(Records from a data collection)

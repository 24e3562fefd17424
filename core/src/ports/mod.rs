//! Ports layer - Trait definitions (interfaces).
//!
//! This module defines the interfaces that the application layer uses
//! to talk to the operating system. Implementations live in `adapters`.

mod connections;
mod processes;

pub use connections::{ConnectionSource, RawConnection};
pub use processes::ProcessTable;
//! Menu-bar companion.
//!
//! `event_loop` owns the snapshot and reacts to `TrayEvent`s; `menu`
//! turns a snapshot into a renderer-neutral menu. Two renderers exist:
//! the terminal one (always built) and the native tray icon behind the
//! `desktop` feature.

#[cfg(feature = "desktop")]
pub mod desktop;
mod event_loop;
mod menu;
mod notify;
pub mod terminal;

pub use event_loop::TrayOptions;
pub use notify::NotificationCenter;

/// Something the user asked the tray to do.
#[derive(Debug, Clone, PartialEq, Eq)]
pub enum TrayEvent {
    Refresh,
    Kill { pid: u32, name: String },
    ToggleAutoRefresh,
    OpenCli,
    Quit,
}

**Problem to work on:**
Word for word, retype each record.

**Solution for this problem:**
repository 24e3562fefd17424
filename core/src/ports/mod.rs
//! Ports layer - Trait definitions (interfaces).
//!
//! This module defines the interfaces that the application layer uses
//! to talk to the operating system. Implementations live in `adapters`.

mod connections;
mod processes;

pub use connections::{ConnectionSource, RawConnection};
pub use processes::ProcessTable;
//! Menu-bar companion.
//!
//! `event_loop` owns the snapshot and reacts to `TrayEvent`s; `menu`
//! turns a snapshot into a renderer-neutral menu. Two renderers exist:
//! the terminal one (always built) and the native tray icon behind the
//! `desktop` feature.

#[cfg(feature = "desktop")]
pub mod desktop;
mod event_loop;
mod menu;
mod notify;
pub mod terminal;

pub use event_loop::TrayOptions;
pub use notify::NotificationCenter;

/// Something the user asked the tray to do.
#[derive(Debug, Clone, PartialEq, Eq)]
pub enum TrayEvent {
    Refresh,
    Kill { pid: u32, name: String },
    ToggleAutoRefresh,
    OpenCli,
    Quit,
}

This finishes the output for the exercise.